The key component to remember with cultural appropriation is that it can only cause problems when a dominant group of people (for example, white people) take on the culture of a minority group of people (for example Native American Indians) who have historically been marginalised / oppressed in some way and who still face discrimination pertaining to their culture. It could be anything from clothing or food, to sacred religious artefacts, to hairstyles like braids or dreadlocks. It is generally considered offensive when it is done in a way that stereotypes, exploits for commercial gain, or is taken without consent.


Here some examples to bite your teeth into Here and here   – Gucci came under fire for using Sikh turbans as a fashion statement in a recent catwalk show. Not only is the turban a sacred religious item and NOT a fashion item, but Gucci chose to have white male models wearing it. Perhaps they would have avoided the appropriation tag if they had chosen to cast Asian male models within the sikh community. Why the outrage? Many people in Indian communities still face discrimination as a result of their race and for openly expressing their culture and religion through items such as the turban. In contrast, a person in a white majority group can wear a turban or bindi without any connection to the culture without facing discrimination and without being hurled racist slurs and instead being seen as cool or trendy.

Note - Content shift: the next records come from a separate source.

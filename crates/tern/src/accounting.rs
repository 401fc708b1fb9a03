//! Usage normalization and request cost estimation. Every completion
//! attempt gets an entry, including retries that never produce a usable
//! message.

use std::collections::HashMap;
use std::sync::Mutex;

use serde::Serialize;

use crate::providers::base::{ModelTier, ProviderKind, Usage};

/// Cache writes bill at a premium over plain input tokens
pub const CACHE_CREATE_MULTIPLIER: f64 = 1.25;
/// Cache reads bill at a fraction of plain input tokens
pub const CACHE_READ_MULTIPLIER: f64 = 0.2;
/// Input-side discount applied on the cheap tier
pub const CHEAP_TIER_DISCOUNT: f64 = 0.1;

/// Dollar rates per token for one provider.
#[derive(Debug, Clone, Copy, PartialEq)]
pub struct Rates {
    pub input: f64,
    pub output: f64,
}

impl Rates {
    pub fn for_provider(kind: ProviderKind) -> Rates {
        match kind {
            ProviderKind::OpenAi => Rates {
                input: 2e-6,
                output: 8e-6,
            },
            ProviderKind::OpenAiResponses => Rates {
                input: 1.25e-6,
                output: 10e-6,
            },
            ProviderKind::Anthropic => Rates {
                input: 3e-6,
                output: 15e-6,
            },
            ProviderKind::Google => Rates {
                input: 1.25e-6,
                output: 10e-6,
            },
            ProviderKind::Databricks => Rates {
                input: 3e-6,
                output: 15e-6,
            },
        }
    }
}

/// Rate table with per-provider overrides on top of the built-in defaults.
#[derive(Debug, Clone, Default)]
pub struct Pricing {
    overrides: HashMap<ProviderKind, Rates>,
}

impl Pricing {
    pub fn with_rates(mut self, kind: ProviderKind, rates: Rates) -> Self {
        self.overrides.insert(kind, rates);
        self
    }

    pub fn rates(&self, kind: ProviderKind) -> Rates {
        self.overrides
            .get(&kind)
            .copied()
            .unwrap_or_else(|| Rates::for_provider(kind))
    }
}

/// Bring a provider's usage report to the common shape where
/// `input_tokens` excludes cache reads. One backend already reports the
/// two separately; the rest fold cache reads into the input count.
pub fn normalize_usage(kind: ProviderKind, usage: &Usage) -> Usage {
    if kind == ProviderKind::Anthropic {
        return usage.clone();
    }
    let mut normalized = usage.clone();
    if let (Some(input), Some(cached)) = (usage.input_tokens, usage.cache_read_tokens) {
        normalized.input_tokens = Some((input - cached).max(0));
    }
    normalized
}

/// Estimated dollar cost of one completion from normalized usage.
pub fn estimate_cost(usage: &Usage, rates: &Rates, cheap_tier: bool) -> f64 {
    let input = usage.input_tokens.unwrap_or(0).max(0) as f64;
    let cache_create = usage.cache_creation_tokens.unwrap_or(0).max(0) as f64;
    let cache_read = usage.cache_read_tokens.unwrap_or(0).max(0) as f64;
    let output = usage.output_tokens.unwrap_or(0).max(0) as f64;

    let discount = if cheap_tier { CHEAP_TIER_DISCOUNT } else { 1.0 };
    let input_cost = (input * rates.input
        + cache_create * rates.input * CACHE_CREATE_MULTIPLIER
        + cache_read * rates.input * CACHE_READ_MULTIPLIER)
        * discount;

    input_cost + output * rates.output
}

/// One recorded completion attempt.
#[derive(Debug, Clone, Serialize)]
pub struct CostEntry {
    pub provider: ProviderKind,
    pub tier: ModelTier,
    pub usage: Usage,
    pub cost: f64,
}

/// Receives one entry per completion attempt.
pub trait CostSink: Send + Sync {
    fn record(&self, entry: &CostEntry);
}

/// A sink for callers that do not track spend.
#[derive(Debug, Default)]
pub struct NoopSink;

impl CostSink for NoopSink {
    fn record(&self, _entry: &CostEntry) {}
}

/// Running totals across recorded attempts.
#[derive(Debug, Clone, Default, PartialEq, Serialize)]
pub struct CostTotals {
    pub requests: u64,
    pub input_tokens: i64,
    pub output_tokens: i64,
    pub cache_creation_tokens: i64,
    pub cache_read_tokens: i64,
    pub cost: f64,
}

/// In-memory sink summing usage and cost across attempts.
#[derive(Debug, Default)]
pub struct CostLedger {
    totals: Mutex<CostTotals>,
}

impl CostLedger {
    pub fn new() -> Self {
        Self::default()
    }

    pub fn totals(&self) -> CostTotals {
        self.totals
            .lock()
            .unwrap_or_else(|poisoned| poisoned.into_inner())
            .clone()
    }
}

impl CostSink for CostLedger {
    fn record(&self, entry: &CostEntry) {
        let mut totals = self
            .totals
            .lock()
            .unwrap_or_else(|poisoned| poisoned.into_inner());
        totals.requests += 1;
        totals.input_tokens += i64::from(entry.usage.input_tokens.unwrap_or(0));
        totals.output_tokens += i64::from(entry.usage.output_tokens.unwrap_or(0));
        totals.cache_creation_tokens += i64::from(entry.usage.cache_creation_tokens.unwrap_or(0));
        totals.cache_read_tokens += i64::from(entry.usage.cache_read_tokens.unwrap_or(0));
        totals.cost += entry.cost;
    }
}
use std::env;

use crate::errors::ProviderError;
use crate::providers::anthropic::ANTHROPIC_HOST;
use crate::providers::base::{ModelTiers, ProviderKind};
use crate::providers::google::GOOGLE_HOST;
use crate::providers::openai::OPENAI_HOST;
use crate::providers::utils::ImageFormat;

/// Configuration for a provider, wrapped so the factory can dispatch on it
#[derive(Debug, Clone)]
pub enum ProviderConfig {
    OpenAi(OpenAiProviderConfig),
    OpenAiResponses(OpenAiResponsesProviderConfig),
    Anthropic(AnthropicProviderConfig),
    Google(GoogleProviderConfig),
    Databricks(DatabricksProviderConfig),
}

impl ProviderConfig {
    pub fn kind(&self) -> ProviderKind {
        match self {
            ProviderConfig::OpenAi(_) => ProviderKind::OpenAi,
            ProviderConfig::OpenAiResponses(_) => ProviderKind::OpenAiResponses,
            ProviderConfig::Anthropic(_) => ProviderKind::Anthropic,
            ProviderConfig::Google(_) => ProviderKind::Google,
            ProviderConfig::Databricks(_) => ProviderKind::Databricks,
        }
    }

    /// Load one provider's configuration from the environment
    pub fn from_env(kind: ProviderKind) -> Result<Self, ProviderError> {
        match kind {
            ProviderKind::OpenAi => Ok(ProviderConfig::OpenAi(OpenAiProviderConfig::from_env()?)),
            ProviderKind::OpenAiResponses => Ok(ProviderConfig::OpenAiResponses(
                OpenAiResponsesProviderConfig::from_env()?,
            )),
            ProviderKind::Anthropic => {
                Ok(ProviderConfig::Anthropic(AnthropicProviderConfig::from_env()?))
            }
            ProviderKind::Google => Ok(ProviderConfig::Google(GoogleProviderConfig::from_env()?)),
            ProviderKind::Databricks => Ok(ProviderConfig::Databricks(
                DatabricksProviderConfig::from_env()?,
            )),
        }
    }
}

/// Read a required environment variable, treating empty values as unset
fn require_env(key: &str) -> Result<String, ProviderError> {
    match env::var(key) {
        Ok(value) if !value.trim().is_empty() => Ok(value),
        _ => Err(ProviderError::Configuration(format!(
            "environment variable '{}' is required but not set",
            key
        ))),
    }
}

/// Read an optional environment variable, treating empty values as unset
fn optional_env(key: &str) -> Option<String> {
    env::var(key).ok().filter(|value| !value.trim().is_empty())
}

/// Collect the per-tier model overrides for one provider prefix
fn tiers_from_env(prefix: &str) -> ModelTiers {
    ModelTiers {
        default: optional_env(&format!("{}_MODEL", prefix)),
        cheap: optional_env(&format!("{}_CHEAP_MODEL", prefix)),
        lite: optional_env(&format!("{}_LITE_MODEL", prefix)),
        reasoning: optional_env(&format!("{}_REASONING_MODEL", prefix)),
    }
}

#[derive(Debug, Clone)]
pub struct OpenAiProviderConfig {
    pub host: String,
    pub api_key: String,
    pub models: ModelTiers,
    pub temperature: Option<f32>,
    pub max_tokens: Option<i32>,
    pub system_suffix: Option<String>,
}

impl OpenAiProviderConfig {
    pub fn new(host: String, api_key: String) -> Self {
        Self {
            host,
            api_key,
            models: ModelTiers::default(),
            temperature: None,
            max_tokens: None,
            system_suffix: None,
        }
    }

    pub fn from_env() -> Result<Self, ProviderError> {
        Ok(Self {
            host: optional_env("OPENAI_HOST").unwrap_or_else(|| OPENAI_HOST.to_string()),
            api_key: require_env("OPENAI_API_KEY")?,
            models: tiers_from_env("OPENAI"),
            temperature: None,
            max_tokens: None,
            system_suffix: optional_env("OPENAI_SYSTEM_SUFFIX"),
        })
    }
}

/// The responses endpoint shares credentials with the chat completions
/// endpoint unless overridden.
#[derive(Debug, Clone)]
pub struct OpenAiResponsesProviderConfig {
    pub host: String,
    pub api_key: String,
    pub models: ModelTiers,
    pub temperature: Option<f32>,
    pub max_tokens: Option<i32>,
    pub system_suffix: Option<String>,
}

impl OpenAiResponsesProviderConfig {
    pub fn new(host: String, api_key: String) -> Self {
        Self {
            host,
            api_key,
            models: ModelTiers::default(),
            temperature: None,
            max_tokens: None,
            system_suffix: None,
        }
    }

    pub fn from_env() -> Result<Self, ProviderError> {
        let api_key = match optional_env("OPENAI_RESPONSES_API_KEY") {
            Some(key) => key,
            None => require_env("OPENAI_API_KEY")?,
        };
        Ok(Self {
            host: optional_env("OPENAI_HOST").unwrap_or_else(|| OPENAI_HOST.to_string()),
            api_key,
            models: tiers_from_env("OPENAI_RESPONSES"),
            temperature: None,
            max_tokens: None,
            system_suffix: optional_env("OPENAI_RESPONSES_SYSTEM_SUFFIX"),
        })
    }
}

#[derive(Debug, Clone)]
pub struct AnthropicProviderConfig {
    pub host: String,
    pub api_key: String,
    pub models: ModelTiers,
    pub temperature: Option<f32>,
    pub max_tokens: Option<i32>,
    pub system_suffix: Option<String>,
}

impl AnthropicProviderConfig {
    pub fn new(host: String, api_key: String) -> Self {
        Self {
            host,
            api_key,
            models: ModelTiers::default(),
            temperature: None,
            max_tokens: None,
            system_suffix: None,
        }
    }

    pub fn from_env() -> Result<Self, ProviderError> {
        Ok(Self {
            host: optional_env("ANTHROPIC_HOST").unwrap_or_else(|| ANTHROPIC_HOST.to_string()),
            api_key: require_env("ANTHROPIC_API_KEY")?,
            models: tiers_from_env("ANTHROPIC"),
            temperature: None,
            max_tokens: None,
            system_suffix: optional_env("ANTHROPIC_SYSTEM_SUFFIX"),
        })
    }
}

#[derive(Debug, Clone)]
pub struct GoogleProviderConfig {
    pub host: String,
    pub api_key: String,
    pub models: ModelTiers,
    pub temperature: Option<f32>,
    pub max_tokens: Option<i32>,
    pub system_suffix: Option<String>,
}

impl GoogleProviderConfig {
    pub fn new(host: String, api_key: String) -> Self {
        Self {
            host,
            api_key,
            models: ModelTiers::default(),
            temperature: None,
            max_tokens: None,
            system_suffix: None,
        }
    }

    pub fn from_env() -> Result<Self, ProviderError> {
        let api_key = match optional_env("GEMINI_API_KEY") {
            Some(key) => key,
            None => require_env("GOOGLE_API_KEY")?,
        };
        Ok(Self {
            host: optional_env("GEMINI_HOST").unwrap_or_else(|| GOOGLE_HOST.to_string()),
            api_key,
            models: tiers_from_env("GEMINI"),
            temperature: None,
            max_tokens: None,
            system_suffix: optional_env("GEMINI_SYSTEM_SUFFIX"),
        })
    }
}

/// A brokered deployment where the workspace host serves several models
/// behind per-model endpoints and a single bearer token.
#[derive(Debug, Clone)]
pub struct DatabricksProviderConfig {
    pub host: String,
    pub token: String,
    pub endpoints: ModelTiers,
    pub image_format: ImageFormat,
    pub temperature: Option<f32>,
    pub max_tokens: Option<i32>,
    pub system_suffix: Option<String>,
}

impl DatabricksProviderConfig {
    pub fn new(host: String, token: String) -> Self {
        Self {
            host,
            token,
            endpoints: ModelTiers::default(),
            image_format: ImageFormat::Anthropic,
            temperature: None,
            max_tokens: None,
            system_suffix: None,
        }
    }

    pub fn from_env() -> Result<Self, ProviderError> {
        Ok(Self {
            host: require_env("DATABRICKS_HOST")?,
            token: require_env("DATABRICKS_TOKEN")?,
            endpoints: tiers_from_env("DATABRICKS"),
            image_format: ImageFormat::Anthropic,
            temperature: None,
            max_tokens: None,
            system_suffix: optional_env("DATABRICKS_SYSTEM_SUFFIX"),
        })
    }
}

Aren’t people just being over-sensitive?

Well, not if it is true appropriation, no (and yes, there can be a fine line, context is everything). And definitely not if the objection is coming from someone who actually belongs to the community that is being appropriated. It shouldn’t take away from our own experience to be sensitive and respectful of others cultural identity, particularly those who still face discrimination for simply being themselves. Being inspired by and showing appreciation is not the same as appropriating.

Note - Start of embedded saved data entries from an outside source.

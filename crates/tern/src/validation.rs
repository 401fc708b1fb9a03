//! Structural checks for function calls before they are handed to tool
//! dispatch. A call that names a declared tool must carry an object
//! payload with the declared required keys and matching value types.

use serde_json::Value;
use tracing::warn;

use crate::models::tool::{Tool, ToolCall};

/// The outcome of checking a call against the declared tools.
#[derive(Debug, Clone, PartialEq)]
pub enum CallValidation {
    Valid,
    /// The called name is not declared. Passed through rather than
    /// corrected; tool dispatch has its own handling for unknown names.
    UnknownFunction,
    Invalid(Vec<String>),
}

pub fn validate_call(call: &ToolCall, tools: &[Tool]) -> CallValidation {
    let Some(tool) = tools.iter().find(|t| t.name == call.name) else {
        warn!(name = %call.name, "model called a function that was not declared");
        return CallValidation::UnknownFunction;
    };

    let mut problems = Vec::new();

    // a null payload counts as calling with no arguments
    let empty = serde_json::Map::new();
    let arguments = if call.arguments.is_null() {
        &empty
    } else {
        match call.arguments.as_object() {
            Some(map) => map,
            None => {
                problems.push(format!(
                    "arguments must be a JSON object, got {}",
                    type_name(&call.arguments)
                ));
                return CallValidation::Invalid(problems);
            }
        }
    };

    let schema = &tool.input_schema;
    if let Some(required) = schema.get("required").and_then(|r| r.as_array()) {
        for key in required.iter().filter_map(|k| k.as_str()) {
            if !arguments.contains_key(key) {
                problems.push(format!("missing required parameter '{}'", key));
            }
        }
    }

    if let Some(properties) = schema.get("properties").and_then(|p| p.as_object()) {
        for (key, value) in arguments {
            let declared = properties
                .get(key)
                .and_then(|p| p.get("type"))
                .and_then(|t| t.as_str());
            let Some(declared) = declared else {
                continue;
            };
            if !type_matches(value, declared) {
                problems.push(format!(
                    "parameter '{}' should be of type {}, got {}",
                    key,
                    declared,
                    type_name(value)
                ));
            }
        }
    }

    if problems.is_empty() {
        CallValidation::Valid
    } else {
        CallValidation::Invalid(problems)
    }
}

fn type_matches(value: &Value, declared: &str) -> bool {
    match declared {
        "string" => value.is_string(),
        "number" => value.is_number(),
        "integer" => value.is_i64() || value.is_u64(),
        "boolean" => value.is_boolean(),
        "array" => value.is_array(),
        "object" => value.is_object(),
        "null" => value.is_null(),
        // unrecognized declarations never fail a call
        _ => true,
    }
}

fn type_name(value: &Value) -> &'static str {
    match value {
        Value::Null => "null",
        Value::Bool(_) => "boolean",
        Value::Number(_) => "number",
        Value::String(_) => "string",
        Value::Array(_) => "array",
        Value::Object(_) => "object",
    }
}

Check out this brilliant and very relevant video discussing cultural appropriation, and celebrating culture at weddings and use this wedding example and also this take on sharing culture such as Henna, to see if you have fully understood the concept. I will let you decide if this is appropriation or appreciation after you have digested these articles in full.

One of the things I love about the wedding industry, particularly Nu Bride couples, is how beautifully couples fuse their families and in turn their cultures together. Weddings are naturally intersectional that way. We want to encourage being inspired by others cultures and fusing cultures together, but there is a fine line between appropriation and appreciation.  Ready? Let’s go.

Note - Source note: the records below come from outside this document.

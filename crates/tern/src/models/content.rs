use base64::engine::general_purpose::STANDARD;
use base64::Engine;
use serde::{Deserialize, Serialize};

#[derive(Debug, Clone, PartialEq, Serialize, Deserialize)]
#[serde(rename_all = "camelCase")]
pub struct TextContent {
    pub text: String,
}

/// Where the bytes of an image live. Backends that cannot fetch a URI
/// themselves only get base64 data inlined into the request.
#[derive(Debug, Clone, PartialEq, Serialize, Deserialize)]
#[serde(rename_all = "camelCase")]
pub enum ImageSource {
    Data(String),
    Uri(String),
}

#[derive(Debug, Clone, PartialEq, Serialize, Deserialize)]
#[serde(rename_all = "camelCase")]
pub struct ImageContent {
    pub mime_type: String,
    #[serde(flatten)]
    pub source: ImageSource,
}

impl ImageContent {
    pub fn data(&self) -> Option<&str> {
        match &self.source {
            ImageSource::Data(data) => Some(data),
            ImageSource::Uri(_) => None,
        }
    }

    pub fn uri(&self) -> Option<&str> {
        match &self.source {
            ImageSource::Data(_) => None,
            ImageSource::Uri(uri) => Some(uri),
        }
    }
}

/// Content passed back to the model in tool results.
#[derive(Debug, Clone, PartialEq, Serialize, Deserialize)]
#[serde(tag = "type", rename_all = "camelCase")]
pub enum Content {
    Text(TextContent),
    Image(ImageContent),
}

impl Content {
    pub fn text<S: Into<String>>(text: S) -> Self {
        Content::Text(TextContent { text: text.into() })
    }

    pub fn image<S: Into<String>, T: Into<String>>(data: S, mime_type: T) -> Self {
        Content::Image(ImageContent {
            mime_type: mime_type.into(),
            source: ImageSource::Data(data.into()),
        })
    }

    pub fn image_uri<S: Into<String>, T: Into<String>>(uri: S, mime_type: T) -> Self {
        Content::Image(ImageContent {
            mime_type: mime_type.into(),
            source: ImageSource::Uri(uri.into()),
        })
    }

    pub fn image_bytes<T: Into<String>>(bytes: &[u8], mime_type: T) -> Self {
        Content::Image(ImageContent {
            mime_type: mime_type.into(),
            source: ImageSource::Data(STANDARD.encode(bytes)),
        })
    }

    /// Get the text of the content if it is a text variant
    pub fn as_text(&self) -> Option<&str> {
        match self {
            Content::Text(text) => Some(&text.text),
            _ => None,
        }
    }

    /// Get the image content if it is an image variant
    pub fn as_image(&self) -> Option<&ImageContent> {
        match self {
            Content::Image(image) => Some(image),
            _ => None,
        }
    }
}
//! Canonical representations of everything exchanged with a model backend.
//!
//! Several overlapping wire formats flow through this crate: OpenAI-style
//! chat messages, the OpenAI responses item list, Anthropic content blocks,
//! and Gemini content parts. Each adapter converts between its backend's
//! shape and these internal structs at its own boundary, so nothing outside
//! a provider module ever handles a provider-specific payload. The internal
//! models deliberately do not match any single backend exactly.

pub mod content;
pub mod message;
pub mod role;
pub mod tool;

The largest forms of offence caused by appropriation often occur with religious items. My genuine advice? Don’t mess with this. If both you and your partner don’t belong to the religion, leave it alone. If you are inspired by another’s culture and you want to incorporate aspects within your styling, think about authentic music, food, or entertainment or decor touches, rather than wearing sacred religious items of clothing to express that theme if it is not part of your culture

The same with any culture that has experienced genocide by westerners. There are so many other ways you can choose to express your personal taste and personalities.



Fancy dress in photo-booths are riddled with opportunities to culturally appropriate.

I still can’t understand what the obsessions with fancy-dress is, but maybe I am getting old.  (LOL) Essentially, if you are using stereotypes to enhance your theme and perpetuate bias and negative stereotypes about a group of people you are culturally appropriating. Ditch the Mexican hats, moustaches and sombrero. How about a chic alternative like London Lightbox or a unique audioguest book instead? 

Being more mindful of appropriating it should take nothing away from you or your lived experience to consider stop causing harm to others.


In the words of Aretha. Just have respect. Rage from cultural appropriation often comes when people of the community being appropriated feel they are being exploited or misrepresented.

It is not a bad thing to be inspired or appreciative of another culture, in fact it should be encouraged. Diversity adds a richness to all of our lives. Just think about how much we regularly experience culture through music or food. BUT there is a fine line between appreciation and appropriation. Let’s take Mr Jamie Olivers’ Jamaican Jerk Rice incident for example. At face value it seems totally blown out of proportion.  “Jerk” is a form of marination thought to have been originally developed by African slaves in Jamaica as a way to preserve their meat.

If he was being mindful of its origins and wasn’t using it for mainstream commercial gain and considered giving back to the community with which it originated, maybe it wouldn’t have blown up.



You have the power of choice. If you wish to show appreciation or if you are fusing more than one culture together, exercise your power of choice and actively choose where to spend your money.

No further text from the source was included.